LA HUMANA FARSA o VÍSPERAS DEL ASCENSO AL INFIERNO

Pero será desde el día en que concibe la posibilidad de tener un futuro y volver a nacer -de pie o con los pies por delante-, cuando el americano impasible –“nuestro hombre en La Habana”- se dispone a coger una balsa abandonando su balsa de aceite y el anacoreta deserta de su celda, el bicho kafkiana deja su escondite en la noche, el “gusano” se hace crisálida y el mirón –o “mirador”- se ve abocado a huir a la Yuma –a Miami-, en cuanto cobra sentido la alegoría de la regresión intrauterina al claustro materno -de Aurora-, al Paraíso del nasciturus que, a lo largo de 20 años, ha flotado en el líquido amniótico –de la amnistía- de la Nada, y que tras romper aguas junto al Mar, de la mano de Virgilio, su guía y cómplice, abandona la caverna de Platón –en su versión habanera de una ventana indiscreta- y conocerá el Purgatorio del Juicio –la farsa del “juicio popular” es descrita por el autor con verdadero conocimiento de causa- y posterior encarcelamiento -bajo la condena de tres años, los mismos que el recién nacido necesita para ser domesticado en una sociedad en que todo niño es extranjero-, antes de dar el salto a la Utopía –“No hay ningún sitio”-, del ascenso del antihéroe ad inferos, al Infierno existencialista de la vida.
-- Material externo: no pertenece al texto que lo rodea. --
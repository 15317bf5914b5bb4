//! JSON-RPC 2.0 protocol types for the MCP trigger surface.
//!
//! MCP triggers serve JSON-RPC 2.0 over HTTPS POST. Only the methods the
//! probe drives are modeled: `initialize`, `tools/list`, `tools/call`.

use serde::{Deserialize, Serialize};
use serde_json::Value;

/// JSON-RPC version string.
pub const JSONRPC_VERSION: &str = "2.0";

/// Protocol version sent during initialization.
pub const MCP_PROTOCOL_VERSION: &str = "0.1.0";

// ─────────────────────────────────────────────────────────────────────────────
// JSON-RPC Base Types
// ─────────────────────────────────────────────────────────────────────────────

/// A JSON-RPC request.
#[derive(Debug, Clone, Serialize, Deserialize)]
pub struct JsonRpcRequest {
    /// JSON-RPC version (always "2.0").
    pub jsonrpc: String,
    /// Request ID for correlating responses.
    pub id: u64,
    /// Method name to call.
    pub method: String,
    /// Method parameters (optional).
    #[serde(skip_serializing_if = "Option::is_none")]
    pub params: Option<Value>,
}

impl JsonRpcRequest {
    /// Create a new JSON-RPC request.
    pub fn new(id: u64, method: impl Into<String>, params: Option<Value>) -> Self {
        Self {
            jsonrpc: JSONRPC_VERSION.to_string(),
            id,
            method: method.into(),
            params,
        }
    }
}

/// A JSON-RPC response.
#[derive(Debug, Clone, Serialize, Deserialize)]
pub struct JsonRpcResponse {
    /// JSON-RPC version (always "2.0").
    pub jsonrpc: String,
    /// Request ID this response is for.
    pub id: u64,
    /// Result on success.
    #[serde(skip_serializing_if = "Option::is_none")]
    pub result: Option<Value>,
    /// Error on failure.
    #[serde(skip_serializing_if = "Option::is_none")]
    pub error: Option<JsonRpcError>,
}

/// A JSON-RPC error object.
#[derive(Debug, Clone, Serialize, Deserialize)]
pub struct JsonRpcError {
    /// Error code.
    pub code: i64,
    /// Error message.
    pub message: String,
    /// Optional additional data.
    #[serde(skip_serializing_if = "Option::is_none")]
    pub data: Option<Value>,
}

// ─────────────────────────────────────────────────────────────────────────────
// MCP Method Types
// ─────────────────────────────────────────────────────────────────────────────

/// Client capabilities sent during initialization. The probe advertises
/// none.
#[derive(Debug, Clone, Default, Serialize, Deserialize)]
pub struct ClientCapabilities {}

/// Client info sent during initialization.
#[derive(Debug, Clone, Serialize, Deserialize)]
pub struct ClientInfo {
    /// Client name.
    pub name: String,
    /// Client version.
    pub version: String,
}

impl Default for ClientInfo {
    fn default() -> Self {
        Self {
            name: "opsbeacon-rust-sdk".to_string(),
            version: env!("CARGO_PKG_VERSION").to_string(),
        }
    }
}

/// Parameters for the initialize request.
#[derive(Debug, Clone, Serialize, Deserialize)]
#[serde(rename_all = "camelCase")]
pub struct InitializeParams {
    /// Protocol version.
    pub protocol_version: String,
    /// Client capabilities.
    pub capabilities: ClientCapabilities,
    /// Client info.
    pub client_info: ClientInfo,
}

impl Default for InitializeParams {
    fn default() -> Self {
        Self {
            protocol_version: MCP_PROTOCOL_VERSION.to_string(),
            capabilities: ClientCapabilities::default(),
            client_info: ClientInfo::default(),
        }
    }
}

/// A tool definition returned by `tools/list`.
#[derive(Debug, Clone, Serialize, Deserialize)]
#[serde(rename_all = "camelCase")]
pub struct ToolInfo {
    /// Tool name (unique within the trigger's tool list).
    pub name: String,
    /// Human-readable description.
    #[serde(skip_serializing_if = "Option::is_none")]
    pub description: Option<String>,
    /// JSON Schema for the tool's input parameters.
    #[serde(skip_serializing_if = "Option::is_none")]
    pub input_schema: Option<Value>,
}

/// Parameters for the `tools/call` request.
#[derive(Debug, Clone, Serialize, Deserialize)]
pub struct CallToolParams {
    /// Name of the tool to call.
    pub name: String,
    /// Arguments to pass to the tool.
    pub arguments: Value,
}
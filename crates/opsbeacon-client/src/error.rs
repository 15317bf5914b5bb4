//! Client error types.

use std::time::Duration;

use thiserror::Error;

/// Client error type.
///
/// Single-rooted: callers can match broadly on [`Error`] or narrowly on a
/// variant. Domain wrappers ([`Error::CommandExecution`],
/// [`Error::FileOperation`], [`Error::Mcp`]) keep the underlying API failure
/// as their `source` instead of flattening it away.
#[derive(Debug, Error)]
pub enum Error {
    /// Caller supplied malformed or missing input. Raised before any
    /// network call and never retried.
    #[error("{message}")]
    Validation {
        /// Human-readable description of the problem.
        message: String,
        /// The offending input field, when known.
        field: Option<String>,
    },

    /// Authentication failed (401) or the token lacks permissions (403).
    #[error("{0}")]
    Auth(String),

    /// A specific resource is absent.
    #[error("{resource} '{id}' not found")]
    NotFound {
        /// Resource type, e.g. "Trigger" or "Tool".
        resource: String,
        /// Identifier that was looked up.
        id: String,
    },

    /// The API rate limit was exceeded (429). Retrying is the caller's
    /// responsibility.
    #[error("rate limit exceeded, retry later")]
    RateLimit {
        /// Seconds to wait, from the `Retry-After` header when present
        /// and numeric.
        retry_after: Option<u64>,
    },

    /// The server returned an error response not covered by a more
    /// specific variant.
    #[error("API error: {message}")]
    Api {
        /// HTTP status code, when an HTTP response was obtained.
        status: Option<u16>,
        /// Error message, from the body's `err`/`error` field when the
        /// body parses as JSON, else the raw response text.
        message: String,
        /// Raw response body, when available.
        body: Option<String>,
    },

    /// Could not connect to the API (DNS or connect failure).
    #[error("connection error: {0}")]
    Connection(String),

    /// The request timed out before a response was obtained.
    #[error("request timed out after {timeout:?}")]
    Timeout {
        /// The configured request timeout.
        timeout: Duration,
    },

    /// Command execution failed. Carries the command (name or full text)
    /// and connection for diagnostics.
    #[error("command execution failed: {source}")]
    CommandExecution {
        /// Command name or full command line.
        command: Option<String>,
        /// Connection the command targeted.
        connection: Option<String>,
        /// The underlying failure.
        #[source]
        source: Box<Error>,
    },

    /// A file operation failed.
    #[error("file operation '{operation}' failed: {message}")]
    FileOperation {
        /// File name or identifier involved.
        file: Option<String>,
        /// Which operation failed: "upload", "get_download_url", "download".
        operation: &'static str,
        /// Human-readable description.
        message: String,
        /// The underlying failure, when one exists.
        #[source]
        source: Option<Box<Error>>,
    },

    /// An MCP trigger operation failed.
    #[error("MCP error: {message}")]
    Mcp {
        /// Trigger the operation targeted.
        trigger: Option<String>,
        /// Human-readable description.
        message: String,
        /// The underlying failure, when one exists.
        #[source]
        source: Option<Box<Error>>,
    },

    /// URL construction failed.
    #[error("invalid URL: {0}")]
    InvalidUrl(#[from] url::ParseError),

    /// JSON serialization/deserialization failed.
    #[error("JSON error: {0}")]
    Json(#[from] serde_json::Error),

    /// Local file IO failed outside of a tagged file operation.
    #[error("IO error: {0}")]
    Io(#[from] std::io::Error),
}

impl Error {
    /// Create a validation error with no field attribution.
    pub fn validation(message: impl Into<String>) -> Self {
        Self::Validation {
            message: message.into(),
            field: None,
        }
    }

    /// Create a validation error for a named input field.
    pub fn validation_field(message: impl Into<String>, field: impl Into<String>) -> Self {
        Self::Validation {
            message: message.into(),
            field: Some(field.into()),
        }
    }

    /// Create a not-found error for a resource type and identifier.
    pub fn not_found(resource: impl Into<String>, id: impl Into<String>) -> Self {
        Self::NotFound {
            resource: resource.into(),
            id: id.into(),
        }
    }

    /// Check if this is a not-found error.
    pub fn is_not_found(&self) -> bool {
        matches!(self, Error::NotFound { .. })
            || matches!(
                self,
                Error::Api {
                    status: Some(404),
                    ..
                }
            )
    }

    /// Check if this is an authentication error.
    pub fn is_auth_error(&self) -> bool {
        matches!(self, Error::Auth(_))
    }

    /// Check if this is a rate limit error.
    pub fn is_rate_limited(&self) -> bool {
        matches!(self, Error::RateLimit { .. })
    }

    /// Check if this is an API-level failure: the server was reached and
    /// answered with an error. Transport failures ([`Error::Connection`],
    /// [`Error::Timeout`]) and authentication failures are not API-level.
    pub fn is_api_error(&self) -> bool {
        matches!(self, Error::Api { .. } | Error::RateLimit { .. })
    }

    /// Check if this is a server error (5xx).
    pub fn is_server_error(&self) -> bool {
        matches!(self, Error::Api { status: Some(s), .. } if *s >= 500)
    }
}

/// Result type for client operations.
pub type Result<T> = std::result::Result<T, Error>;
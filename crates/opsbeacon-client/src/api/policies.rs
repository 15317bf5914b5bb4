//! Policies API.

use crate::client::OpsBeaconClient;
use crate::error::{Error, Result};
use crate::types::{Policy, PolicyList};

/// Policies API client.
pub struct PoliciesApi {
    client: OpsBeaconClient,
}

impl PoliciesApi {
    pub(crate) fn new(client: OpsBeaconClient) -> Self {
        Self { client }
    }

    /// Fetch the execution policies in the workspace.
    pub async fn list(&self) -> Result<Vec<Policy>> {
        let response: PolicyList = self.client.get("/workspace/v2/policy").await?;
        Ok(response.policies)
    }

    /// Create an execution policy.
    ///
    /// The command/connection lists are submitted as given; the server does
    /// not de-duplicate them.
    pub async fn create(&self, policy: Policy) -> Result<Policy> {
        if policy.name.is_empty() {
            return Err(Error::validation_field("policy name is required", "name"));
        }
        self.client.post("/workspace/v2/policy", &policy).await
    }

    /// Get a policy by name.
    ///
    /// The single-item endpoint is not guaranteed consistent with the list
    /// endpoint, so an API-level failure falls back to scanning the full
    /// list before reporting not-found.
    pub async fn get(&self, name: &str) -> Result<Policy> {
        if name.is_empty() {
            return Err(Error::validation_field("name is required", "name"));
        }
        match self
            .client
            .get::<Policy>(&format!("/workspace/v2/policy/{name}"))
            .await
        {
            Ok(policy) => Ok(policy),
            Err(e) if e.is_api_error() => {
                tracing::debug!(policy = name, error = %e, "direct policy lookup failed, scanning list");
                let all = self.list().await?;
                all.into_iter()
                    .find(|p| p.name == name)
                    .ok_or_else(|| Error::not_found("Policy", name))
            }
            Err(e) => Err(e),
        }
    }

    /// Delete a policy by name. Returns `true` on success.
    pub async fn delete(&self, name: &str) -> Result<bool> {
        if name.is_empty() {
            return Err(Error::validation_field("name is required", "name"));
        }
        self.client
            .delete(&format!("/workspace/v2/policy/{name}"))
            .await?;
        Ok(true)
    }
}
Ni divina comedia, ni comedia humana, sino la “humana farsa” que mediante el bucle del salto atrás –Epílogo. El día cero- cierra el naturalista círculo dantesco de El tiempo de la vida trocando las memorias del pasado -paso a paso- en diario del presente –de un preso del régimen y a régimen-, rehén del futuro bajo el nuevo resplandeciente símbolo del dominó –símbolo del azar aparente y orden profundo del dominio de una sociedad-.

Y seguramente sólo la distancia geográfica con respecto a la realidad y la perspectiva, relativista y crítica, que amplía esa mirilla del observador al periscopio trasatlántico, en relación con la Revolución Cubana, ha permitido que el autor drene sus experiencias y ajuste cuentas con su pasado en aquella isla, soltando lastre en forma de obra de arte. Y, como no hay mal que por bien no venga, haya hecho posible saludar la aparición de un novelista cubano de raza en el País Vasco, en este descubrimiento narrativo de América.